We keep searching

by Rick Johansen

The disappearance of the young student Jack O’Sullivan has moved the good people of Bristol like nothing else I can remember. He was last seen in the Hotwells area of Bristol in the early hours of 2nd March 2024 and despite the efforts of the authorities, particularly the police, it seems we are no nearer to finding out what has happened than we were back then. The publicity campaign feels unprecedented. It’s on the mainstream media, it’s all over social media and early this morning as I returned from an airport run I drove through the area in which he was last seen and I thought about nothing else.

Driving across the Cumberland Basin, there are posters showing pictures of Jack’s face and asking whether anyone has seen him. Long before I reached the area, I found myself on the look out. Long Ashton and Ashton, which are the main areas you pass through before you reach Hotwells are full of scrubland, thick, seemingly impenetrable bushes and trees. These line the road for some distance. Could Jack be in among them? I have no idea, but in a small gap in traffic I found myself glancing across.

There’s a large allotment under the road, too. I’m assuming searches have taken place? Police work these days is intelligence-based, but it seems there is no intelligence. Searching these areas would be time-consuming, just-in-case, hope-for-the-best type work. What else is there to do?

On the bridge that separates the ‘floating harbour’ and the mudflats through which the River Avon navigates as it heads to the Bristol Channel, there are the posters. ‘Have you seen Jack?’ and ‘£20,000 reward for information’. You cannot miss them.

I cannot possibly imagine how Jack’s family are feeling because this is every parent’s worst nightmare. That, I suspect, is why the story has tapped into our psyche because we know that he could be anyone’s son. This could be our world that’s been turned upside down, ours the not knowing as to what has happened. And we all want to help.

Today was a reminder of how even those repeated sharing of photos and posters across the mainstream media and social media have sustained our collective desire to find Jack. I did wonder why people were sharing the images on a closed Facebook account, but then again I realised as I drove through the area his name and his image was etched in my mind. It worked with me and I am sure it’s working with you.

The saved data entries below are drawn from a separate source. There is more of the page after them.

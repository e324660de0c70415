//! Scheduled sweeps run on demand through the handle.

mod common;

use common::harness;
use game_core::{CreditPolicy, EventKind, PcgRng, PlayerId, SequenceRng, ShipState};
use runtime::{
    Event, JournalRepository, MissionEvent, MissionRepository, PlayerRepository, ShipRepository,
    TickKind, Topic,
};

#[tokio::test]
async fn regen_tick_refills_ships_and_skips_players_without_one() {
    let h = harness(CreditPolicy::Ledgerless, PcgRng::seeded(1), &[1, 2]).await;
    h.dispatch(1, "/start").await;
    let drained = ShipState {
        energy: 10,
        oxygen: 99,
        ..ShipState::default()
    };
    h.store.save_ship(PlayerId(1), &drained).unwrap();

    assert_eq!(h.handle.tick(TickKind::Regen).await.unwrap(), 1);

    let ship = h.store.load_ship(PlayerId(1)).unwrap().unwrap();
    assert_eq!((ship.energy, ship.oxygen), (12, 100));
    assert!(h.store.load_ship(PlayerId(2)).unwrap().is_none());
}

#[tokio::test]
async fn event_tick_journals_and_notifies_every_roster_player() {
    let h = harness(CreditPolicy::Ledgerless, PcgRng::seeded(4), &[1, 2]).await;
    let mut sector = h.handle.subscribe(Topic::Sector);

    assert_eq!(h.handle.tick(TickKind::Events).await.unwrap(), 2);

    for player in [PlayerId(1), PlayerId(2)] {
        let journal = h.store.events_for(player).unwrap();
        assert_eq!(journal.len(), 1);
        assert_ne!(journal[0].kind, EventKind::Unknown);
        assert_eq!(journal[0].timestamp, common::START_TIME);

        match sector.recv().await.unwrap() {
            Event::Sector(notice) => {
                assert_eq!(notice.player, player);
                assert_eq!(notice.description, journal[0].detail);
            }
            other => panic!("unexpected event {other:?}"),
        }
    }
}

#[tokio::test]
async fn event_tick_follows_table_weights() {
    // draw 1 is the first outcome: a quiet sector
    let h = harness(CreditPolicy::Ledgerless, SequenceRng::new([0]), &[1]).await;
    h.handle.tick(TickKind::Events).await.unwrap();

    let journal = h.store.events_for(PlayerId(1)).unwrap();
    assert_eq!(journal[0].kind, EventKind::Info);
    assert_eq!(journal[0].detail, "The sector is quiet. Nothing happens.");
}

#[tokio::test]
async fn mission_tick_assigns_then_completes() {
    // template 0, reward 20 + 40, limit 60 + 100, then an odd coin
    let rng = SequenceRng::new([0, 40, 100, 1]);
    let h = harness(CreditPolicy::Debit, rng, &[1]).await;
    let mut missions = h.handle.subscribe(Topic::Mission);
    h.dispatch(1, "/start").await;

    assert_eq!(h.handle.tick(TickKind::Missions).await.unwrap(), 1);
    let active = h.store.active_missions(PlayerId(1)).unwrap();
    assert_eq!(active.len(), 1);
    assert_eq!(active[0].description, "Rescue the stranded astronauts.");
    assert_eq!((active[0].reward, active[0].time_limit_secs), (60, 160));

    h.handle.tick(TickKind::Missions).await.unwrap();
    assert!(h.store.active_missions(PlayerId(1)).unwrap().is_empty());
    assert_eq!(h.store.load_player(PlayerId(1)).unwrap().unwrap().credits, 160);

    assert!(matches!(
        missions.recv().await.unwrap(),
        Event::Mission(MissionEvent::Assigned { .. })
    ));
    match missions.recv().await.unwrap() {
        Event::Mission(MissionEvent::Completed { player, reward, .. }) => {
            assert_eq!(player, PlayerId(1));
            assert_eq!(reward, 60);
        }
        other => panic!("unexpected event {other:?}"),
    }
}

#[tokio::test]
async fn mission_tick_keeps_missions_on_even_coin() {
    // assignment draws, then an even coin on the next tick
    let rng = SequenceRng::new([0, 40, 100, 2, 0, 40, 100, 2]);
    let h = harness(CreditPolicy::Ledgerless, rng, &[1]).await;

    h.handle.tick(TickKind::Missions).await.unwrap();
    h.handle.tick(TickKind::Missions).await.unwrap();
    assert_eq!(h.store.active_missions(PlayerId(1)).unwrap().len(), 1);
}

#[tokio::test]
async fn seeded_mission_ticks_eventually_complete() {
    let h = harness(CreditPolicy::Ledgerless, PcgRng::seeded(21), &[1, 2, 3]).await;
    let mut missions = h.handle.subscribe(Topic::Mission);

    let mut completed = 0;
    for _ in 0..30 {
        h.handle.tick(TickKind::Missions).await.unwrap();
        while let Ok(event) = missions.try_recv() {
            if matches!(event, Event::Mission(MissionEvent::Completed { .. })) {
                completed += 1;
            }
        }
        for player in 1..=3 {
            // a tick never leaves more than one mission open
            assert!(h.store.active_missions(PlayerId(player)).unwrap().len() <= 1);
        }
    }
    assert!(completed > 0);
}
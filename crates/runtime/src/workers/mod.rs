//! Background tasks that back the runtime.
//!
//! Each tick worker drives one scheduled sweep of the game service at a fixed
//! interval until shutdown is signalled.

mod scheduler;

pub use scheduler::{TickKind, TickSchedule, TickWorker};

We all hope against hope that Jack could still be alive, although with each passing day we fear he probably isn’t. But he must be around somewhere. If the worst happened, did he fall in the river and get washed to sea, or did he venture further away from the Hotwells area? Would it be worth for one day closing all the roads around the area and asking people to take part in a search of all the nearby fields, scrubland, allotments? I suspect half the population of Bristol would volunteer to do that. This may be an absurd suggestion, based as it is on a needle-in-a-haystack strategy, but does anyone have a better idea?

This is not me knocking the police, far from it. I’ll bet they have already thought about my suggestion, and doubtless hundreds more, and for all we know carried out in depth searches on foot, by way of drones and all the rest of it. Desperate times require desperate measures. I just wish, for the family’s sake, that there could be some kind of conclusion because for now and seemingly forever there can be no closure.

As I drove through Ashton – and I have written something along these lines already – I just wanted to see Jack and take him back to his mum and dad. Just an opening in the bushes by the side of the road and there he is. That’s the human being in me and I would wager that everyone else would feel the same. Not for any personal reward, far from it. Just to end the nightmare, to bring light through the darkness; to take Jack home.

The publicity is working. The repeated sharing of posters and photos is keeping the search going. There is still hope. Keep going, everyone.